• _Data shown_
━━━━━━━━━━━━━━━━━━━━

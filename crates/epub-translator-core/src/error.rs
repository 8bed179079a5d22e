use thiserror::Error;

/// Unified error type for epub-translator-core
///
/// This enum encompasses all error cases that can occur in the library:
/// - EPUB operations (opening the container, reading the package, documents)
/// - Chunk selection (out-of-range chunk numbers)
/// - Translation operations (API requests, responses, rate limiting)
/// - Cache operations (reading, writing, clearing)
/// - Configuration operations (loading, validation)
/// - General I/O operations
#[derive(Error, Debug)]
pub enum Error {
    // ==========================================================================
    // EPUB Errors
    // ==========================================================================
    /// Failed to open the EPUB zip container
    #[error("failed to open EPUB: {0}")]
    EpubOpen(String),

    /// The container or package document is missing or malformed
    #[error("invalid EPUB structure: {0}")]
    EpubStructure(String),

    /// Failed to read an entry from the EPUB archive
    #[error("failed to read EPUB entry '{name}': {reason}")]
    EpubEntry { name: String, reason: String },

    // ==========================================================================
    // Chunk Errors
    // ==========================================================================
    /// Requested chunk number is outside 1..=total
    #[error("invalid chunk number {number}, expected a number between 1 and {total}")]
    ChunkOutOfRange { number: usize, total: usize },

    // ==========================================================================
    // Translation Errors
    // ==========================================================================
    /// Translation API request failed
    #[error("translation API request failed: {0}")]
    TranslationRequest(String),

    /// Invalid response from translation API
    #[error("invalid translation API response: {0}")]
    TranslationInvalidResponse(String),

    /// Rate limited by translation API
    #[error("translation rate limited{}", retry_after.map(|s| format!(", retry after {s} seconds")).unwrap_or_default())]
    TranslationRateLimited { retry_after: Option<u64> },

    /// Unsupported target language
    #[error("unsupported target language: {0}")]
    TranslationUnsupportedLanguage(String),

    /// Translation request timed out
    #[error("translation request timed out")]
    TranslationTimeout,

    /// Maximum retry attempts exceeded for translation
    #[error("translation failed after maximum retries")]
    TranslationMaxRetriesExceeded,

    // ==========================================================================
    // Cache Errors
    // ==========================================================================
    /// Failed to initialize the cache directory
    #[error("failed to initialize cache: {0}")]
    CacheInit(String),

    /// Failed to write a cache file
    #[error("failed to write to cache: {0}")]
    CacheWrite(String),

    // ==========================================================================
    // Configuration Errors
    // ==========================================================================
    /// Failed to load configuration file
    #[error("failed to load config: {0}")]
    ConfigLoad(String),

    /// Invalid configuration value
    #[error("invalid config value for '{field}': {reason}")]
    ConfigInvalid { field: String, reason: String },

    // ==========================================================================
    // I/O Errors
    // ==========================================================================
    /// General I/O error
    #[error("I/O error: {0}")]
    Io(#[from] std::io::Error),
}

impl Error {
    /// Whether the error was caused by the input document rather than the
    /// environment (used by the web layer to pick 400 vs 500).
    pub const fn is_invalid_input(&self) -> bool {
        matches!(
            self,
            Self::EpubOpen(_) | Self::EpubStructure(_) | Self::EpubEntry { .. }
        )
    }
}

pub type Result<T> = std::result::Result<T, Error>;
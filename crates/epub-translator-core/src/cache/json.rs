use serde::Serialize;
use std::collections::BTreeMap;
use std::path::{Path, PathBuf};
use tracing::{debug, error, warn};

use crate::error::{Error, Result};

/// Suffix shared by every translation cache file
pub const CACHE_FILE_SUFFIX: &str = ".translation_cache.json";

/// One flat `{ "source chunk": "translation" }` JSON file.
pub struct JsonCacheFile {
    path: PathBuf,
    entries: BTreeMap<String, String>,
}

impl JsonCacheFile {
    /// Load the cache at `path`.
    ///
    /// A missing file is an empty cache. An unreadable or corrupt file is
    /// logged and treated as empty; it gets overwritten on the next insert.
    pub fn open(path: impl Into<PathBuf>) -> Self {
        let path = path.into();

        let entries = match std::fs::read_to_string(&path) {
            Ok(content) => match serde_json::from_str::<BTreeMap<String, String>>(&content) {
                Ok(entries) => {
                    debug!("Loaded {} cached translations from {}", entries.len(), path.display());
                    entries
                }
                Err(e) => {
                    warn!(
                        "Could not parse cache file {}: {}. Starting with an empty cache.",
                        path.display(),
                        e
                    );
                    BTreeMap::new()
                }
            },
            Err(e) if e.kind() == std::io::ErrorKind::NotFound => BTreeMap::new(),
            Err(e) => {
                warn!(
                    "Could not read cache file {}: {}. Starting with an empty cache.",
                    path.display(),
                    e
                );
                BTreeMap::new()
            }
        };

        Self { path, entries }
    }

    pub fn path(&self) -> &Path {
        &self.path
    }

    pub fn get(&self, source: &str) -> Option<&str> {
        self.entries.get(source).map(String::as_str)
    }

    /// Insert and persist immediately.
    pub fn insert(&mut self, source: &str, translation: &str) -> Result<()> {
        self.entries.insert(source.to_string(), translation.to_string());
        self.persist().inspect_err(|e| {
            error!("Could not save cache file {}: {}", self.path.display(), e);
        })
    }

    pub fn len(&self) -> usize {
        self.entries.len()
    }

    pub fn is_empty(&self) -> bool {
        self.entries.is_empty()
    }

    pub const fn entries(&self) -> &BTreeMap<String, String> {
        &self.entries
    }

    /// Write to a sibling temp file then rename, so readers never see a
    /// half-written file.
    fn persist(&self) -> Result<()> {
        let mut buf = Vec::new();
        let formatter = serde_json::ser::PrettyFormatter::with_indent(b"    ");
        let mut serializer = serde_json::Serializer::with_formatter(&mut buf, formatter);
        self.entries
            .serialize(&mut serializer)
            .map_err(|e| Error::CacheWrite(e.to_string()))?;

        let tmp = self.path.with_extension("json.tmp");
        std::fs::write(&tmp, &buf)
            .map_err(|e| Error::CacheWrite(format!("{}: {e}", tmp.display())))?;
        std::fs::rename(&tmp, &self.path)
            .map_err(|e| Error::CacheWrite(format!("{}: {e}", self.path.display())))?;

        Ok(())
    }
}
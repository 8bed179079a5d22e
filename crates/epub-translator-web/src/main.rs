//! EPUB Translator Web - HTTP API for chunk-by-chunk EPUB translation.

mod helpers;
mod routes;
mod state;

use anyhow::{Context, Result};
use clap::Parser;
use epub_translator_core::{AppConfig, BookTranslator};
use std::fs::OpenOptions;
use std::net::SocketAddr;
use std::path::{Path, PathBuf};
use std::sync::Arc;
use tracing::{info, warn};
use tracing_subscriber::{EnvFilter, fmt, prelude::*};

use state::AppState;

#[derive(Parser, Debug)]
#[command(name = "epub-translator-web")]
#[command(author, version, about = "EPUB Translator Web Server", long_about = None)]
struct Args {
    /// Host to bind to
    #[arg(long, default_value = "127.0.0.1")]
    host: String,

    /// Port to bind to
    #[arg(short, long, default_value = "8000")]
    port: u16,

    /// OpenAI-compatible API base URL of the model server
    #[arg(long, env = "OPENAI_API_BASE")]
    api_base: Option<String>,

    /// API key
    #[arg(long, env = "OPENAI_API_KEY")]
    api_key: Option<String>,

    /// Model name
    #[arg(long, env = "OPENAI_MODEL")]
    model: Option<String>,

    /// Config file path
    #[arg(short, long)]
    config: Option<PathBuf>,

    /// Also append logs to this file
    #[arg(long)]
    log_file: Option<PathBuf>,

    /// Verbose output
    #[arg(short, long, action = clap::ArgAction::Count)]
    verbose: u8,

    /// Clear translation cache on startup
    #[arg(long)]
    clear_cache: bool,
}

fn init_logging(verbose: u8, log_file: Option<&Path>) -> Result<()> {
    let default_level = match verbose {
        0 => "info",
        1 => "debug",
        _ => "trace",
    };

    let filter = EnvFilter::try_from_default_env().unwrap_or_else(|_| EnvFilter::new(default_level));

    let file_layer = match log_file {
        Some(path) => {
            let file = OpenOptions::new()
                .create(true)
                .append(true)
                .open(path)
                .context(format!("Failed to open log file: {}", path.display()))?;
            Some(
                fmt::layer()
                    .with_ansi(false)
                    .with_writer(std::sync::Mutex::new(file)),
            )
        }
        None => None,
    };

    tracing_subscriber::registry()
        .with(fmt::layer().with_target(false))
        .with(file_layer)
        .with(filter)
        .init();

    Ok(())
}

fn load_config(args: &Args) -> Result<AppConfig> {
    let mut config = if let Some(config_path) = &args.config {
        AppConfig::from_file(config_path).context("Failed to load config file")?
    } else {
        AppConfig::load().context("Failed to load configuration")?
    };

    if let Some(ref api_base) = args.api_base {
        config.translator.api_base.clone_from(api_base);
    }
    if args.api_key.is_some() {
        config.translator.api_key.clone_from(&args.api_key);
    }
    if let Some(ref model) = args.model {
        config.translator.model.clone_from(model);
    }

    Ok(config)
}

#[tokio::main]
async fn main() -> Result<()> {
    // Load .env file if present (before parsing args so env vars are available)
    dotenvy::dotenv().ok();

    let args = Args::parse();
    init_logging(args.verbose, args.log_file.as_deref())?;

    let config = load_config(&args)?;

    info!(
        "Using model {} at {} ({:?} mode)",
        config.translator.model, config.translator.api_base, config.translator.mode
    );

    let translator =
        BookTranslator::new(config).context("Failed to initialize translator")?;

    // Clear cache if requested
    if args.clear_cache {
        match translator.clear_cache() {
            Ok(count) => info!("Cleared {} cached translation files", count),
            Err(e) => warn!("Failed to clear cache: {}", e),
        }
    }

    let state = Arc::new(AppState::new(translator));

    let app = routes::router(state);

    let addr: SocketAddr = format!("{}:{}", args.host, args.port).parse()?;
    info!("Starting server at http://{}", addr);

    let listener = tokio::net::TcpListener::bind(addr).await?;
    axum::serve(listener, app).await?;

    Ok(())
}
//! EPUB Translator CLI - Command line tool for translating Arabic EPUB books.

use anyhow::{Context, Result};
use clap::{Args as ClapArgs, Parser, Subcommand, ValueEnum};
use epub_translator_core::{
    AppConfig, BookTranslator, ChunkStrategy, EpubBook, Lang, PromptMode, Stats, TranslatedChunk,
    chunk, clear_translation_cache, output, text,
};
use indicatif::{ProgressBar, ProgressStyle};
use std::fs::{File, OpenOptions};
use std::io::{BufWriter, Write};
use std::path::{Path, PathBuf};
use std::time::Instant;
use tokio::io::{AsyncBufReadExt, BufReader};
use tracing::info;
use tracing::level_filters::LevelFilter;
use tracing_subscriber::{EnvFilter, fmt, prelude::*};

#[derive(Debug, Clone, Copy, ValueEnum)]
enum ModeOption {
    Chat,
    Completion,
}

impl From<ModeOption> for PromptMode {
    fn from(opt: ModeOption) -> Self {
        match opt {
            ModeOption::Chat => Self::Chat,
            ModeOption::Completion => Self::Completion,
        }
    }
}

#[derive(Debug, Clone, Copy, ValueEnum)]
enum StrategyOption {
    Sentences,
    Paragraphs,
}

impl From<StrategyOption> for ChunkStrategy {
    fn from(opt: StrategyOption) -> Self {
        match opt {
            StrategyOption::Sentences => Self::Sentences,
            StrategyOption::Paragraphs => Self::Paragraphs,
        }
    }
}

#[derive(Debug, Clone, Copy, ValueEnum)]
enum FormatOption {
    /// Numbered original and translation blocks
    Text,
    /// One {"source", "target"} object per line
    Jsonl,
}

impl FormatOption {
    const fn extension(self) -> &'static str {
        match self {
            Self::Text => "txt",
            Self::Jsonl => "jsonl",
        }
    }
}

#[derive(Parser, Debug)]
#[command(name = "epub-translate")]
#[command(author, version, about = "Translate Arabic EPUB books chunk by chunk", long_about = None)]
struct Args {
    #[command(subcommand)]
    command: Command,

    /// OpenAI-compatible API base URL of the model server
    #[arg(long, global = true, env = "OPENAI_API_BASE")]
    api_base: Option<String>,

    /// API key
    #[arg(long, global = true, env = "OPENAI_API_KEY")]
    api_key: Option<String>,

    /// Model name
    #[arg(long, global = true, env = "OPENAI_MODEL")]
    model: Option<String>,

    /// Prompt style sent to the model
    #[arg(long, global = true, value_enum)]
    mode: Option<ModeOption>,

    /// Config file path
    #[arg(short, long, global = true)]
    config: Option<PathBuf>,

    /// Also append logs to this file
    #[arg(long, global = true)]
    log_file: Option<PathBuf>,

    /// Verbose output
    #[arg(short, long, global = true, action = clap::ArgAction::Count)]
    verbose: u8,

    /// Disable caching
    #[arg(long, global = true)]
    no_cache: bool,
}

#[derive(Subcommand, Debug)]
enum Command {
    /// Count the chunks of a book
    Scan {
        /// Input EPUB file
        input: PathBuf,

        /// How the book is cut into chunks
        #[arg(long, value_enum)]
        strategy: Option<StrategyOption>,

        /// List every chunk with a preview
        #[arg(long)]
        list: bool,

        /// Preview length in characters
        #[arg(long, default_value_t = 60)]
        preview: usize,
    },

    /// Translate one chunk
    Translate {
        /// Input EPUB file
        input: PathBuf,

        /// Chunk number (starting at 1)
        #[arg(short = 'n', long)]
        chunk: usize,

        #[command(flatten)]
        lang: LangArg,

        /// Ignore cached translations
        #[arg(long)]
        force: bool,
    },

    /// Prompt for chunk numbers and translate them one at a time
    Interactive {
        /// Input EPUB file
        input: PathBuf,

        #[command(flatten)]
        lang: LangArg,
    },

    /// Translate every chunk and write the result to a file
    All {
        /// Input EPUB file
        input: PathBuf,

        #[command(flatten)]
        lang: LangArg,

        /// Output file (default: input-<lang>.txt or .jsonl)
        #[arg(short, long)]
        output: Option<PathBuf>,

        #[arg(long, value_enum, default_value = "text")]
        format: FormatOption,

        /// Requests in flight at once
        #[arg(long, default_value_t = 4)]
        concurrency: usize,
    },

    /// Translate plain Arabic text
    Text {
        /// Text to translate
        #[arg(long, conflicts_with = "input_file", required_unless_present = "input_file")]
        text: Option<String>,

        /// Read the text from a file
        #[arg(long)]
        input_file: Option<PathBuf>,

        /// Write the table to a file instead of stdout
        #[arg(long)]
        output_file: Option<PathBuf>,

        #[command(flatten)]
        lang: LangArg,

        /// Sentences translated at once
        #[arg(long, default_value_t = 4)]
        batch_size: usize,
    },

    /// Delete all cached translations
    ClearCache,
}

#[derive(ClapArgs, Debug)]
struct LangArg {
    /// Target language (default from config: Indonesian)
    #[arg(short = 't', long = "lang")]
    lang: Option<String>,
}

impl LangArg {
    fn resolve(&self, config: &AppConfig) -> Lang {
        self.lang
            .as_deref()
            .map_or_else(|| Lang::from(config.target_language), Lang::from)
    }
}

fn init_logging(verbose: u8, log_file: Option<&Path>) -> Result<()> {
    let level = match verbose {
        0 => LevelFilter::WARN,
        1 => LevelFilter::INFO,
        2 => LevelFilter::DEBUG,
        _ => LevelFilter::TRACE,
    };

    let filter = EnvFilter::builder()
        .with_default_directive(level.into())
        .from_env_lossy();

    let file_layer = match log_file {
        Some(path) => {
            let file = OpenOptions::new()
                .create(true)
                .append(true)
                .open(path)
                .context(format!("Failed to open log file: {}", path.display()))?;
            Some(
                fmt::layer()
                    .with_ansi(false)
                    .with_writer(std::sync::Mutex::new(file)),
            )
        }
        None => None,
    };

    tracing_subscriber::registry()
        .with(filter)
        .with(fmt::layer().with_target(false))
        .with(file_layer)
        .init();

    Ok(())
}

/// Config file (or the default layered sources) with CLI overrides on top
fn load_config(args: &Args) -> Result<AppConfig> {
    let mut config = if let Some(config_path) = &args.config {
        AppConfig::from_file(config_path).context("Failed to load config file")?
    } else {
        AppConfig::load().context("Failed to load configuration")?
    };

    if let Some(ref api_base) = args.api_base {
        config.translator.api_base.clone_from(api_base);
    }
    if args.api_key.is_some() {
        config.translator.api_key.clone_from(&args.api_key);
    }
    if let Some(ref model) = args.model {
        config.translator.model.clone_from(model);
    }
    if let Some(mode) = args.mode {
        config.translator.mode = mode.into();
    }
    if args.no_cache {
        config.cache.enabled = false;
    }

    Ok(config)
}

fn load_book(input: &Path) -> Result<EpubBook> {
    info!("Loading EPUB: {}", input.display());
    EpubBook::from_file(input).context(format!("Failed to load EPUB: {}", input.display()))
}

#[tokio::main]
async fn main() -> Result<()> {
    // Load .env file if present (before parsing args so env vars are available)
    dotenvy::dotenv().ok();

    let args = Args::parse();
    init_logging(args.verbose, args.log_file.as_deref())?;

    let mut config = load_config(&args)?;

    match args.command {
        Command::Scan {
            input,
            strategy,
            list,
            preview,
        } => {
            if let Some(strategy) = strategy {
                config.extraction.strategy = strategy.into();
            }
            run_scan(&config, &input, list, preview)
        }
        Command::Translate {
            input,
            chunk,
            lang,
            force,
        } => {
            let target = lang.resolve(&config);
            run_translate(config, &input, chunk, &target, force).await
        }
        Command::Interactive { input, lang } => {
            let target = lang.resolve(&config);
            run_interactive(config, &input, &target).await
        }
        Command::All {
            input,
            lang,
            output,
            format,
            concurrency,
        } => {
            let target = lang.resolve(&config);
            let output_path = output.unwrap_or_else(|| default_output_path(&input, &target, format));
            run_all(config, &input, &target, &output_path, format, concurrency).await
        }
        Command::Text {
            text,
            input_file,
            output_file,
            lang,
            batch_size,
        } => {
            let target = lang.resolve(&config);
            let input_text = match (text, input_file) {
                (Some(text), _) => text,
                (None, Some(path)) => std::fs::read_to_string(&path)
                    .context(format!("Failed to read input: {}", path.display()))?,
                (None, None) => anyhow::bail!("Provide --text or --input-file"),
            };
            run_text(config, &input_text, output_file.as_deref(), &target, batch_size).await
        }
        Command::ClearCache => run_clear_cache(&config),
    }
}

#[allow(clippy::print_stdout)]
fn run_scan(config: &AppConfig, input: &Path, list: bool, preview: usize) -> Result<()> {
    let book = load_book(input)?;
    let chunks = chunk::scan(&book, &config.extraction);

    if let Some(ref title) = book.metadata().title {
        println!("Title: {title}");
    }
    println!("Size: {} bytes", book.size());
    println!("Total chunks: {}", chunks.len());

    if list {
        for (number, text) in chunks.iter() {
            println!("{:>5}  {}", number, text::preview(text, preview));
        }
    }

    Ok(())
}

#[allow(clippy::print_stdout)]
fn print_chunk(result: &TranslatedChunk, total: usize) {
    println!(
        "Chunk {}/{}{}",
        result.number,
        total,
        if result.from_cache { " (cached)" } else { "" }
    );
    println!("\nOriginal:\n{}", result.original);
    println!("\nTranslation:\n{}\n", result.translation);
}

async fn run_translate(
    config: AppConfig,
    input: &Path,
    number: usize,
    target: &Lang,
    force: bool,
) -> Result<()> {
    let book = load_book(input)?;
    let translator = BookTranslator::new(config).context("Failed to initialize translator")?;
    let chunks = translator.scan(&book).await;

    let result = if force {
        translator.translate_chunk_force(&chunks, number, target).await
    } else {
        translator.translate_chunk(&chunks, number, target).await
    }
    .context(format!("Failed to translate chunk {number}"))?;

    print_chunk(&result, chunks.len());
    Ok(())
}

━━━━━━━━━━━━━━━━━━━━

• _What the task asks_
Beginning with the very first line of the material, please return exactly each line down to and including the one with "(out-of-range chunk numbers)".

• _Written response_
filename crates/epub-translator-core/src/error.rs
repository 8bed179079a5d22e
use thiserror::Error;

/// Unified error type for epub-translator-core
///
/// This enum encompasses all error cases that can occur in the library:
/// - EPUB operations (opening the container, reading the package, documents)
/// - Chunk selection (out-of-range chunk numbers)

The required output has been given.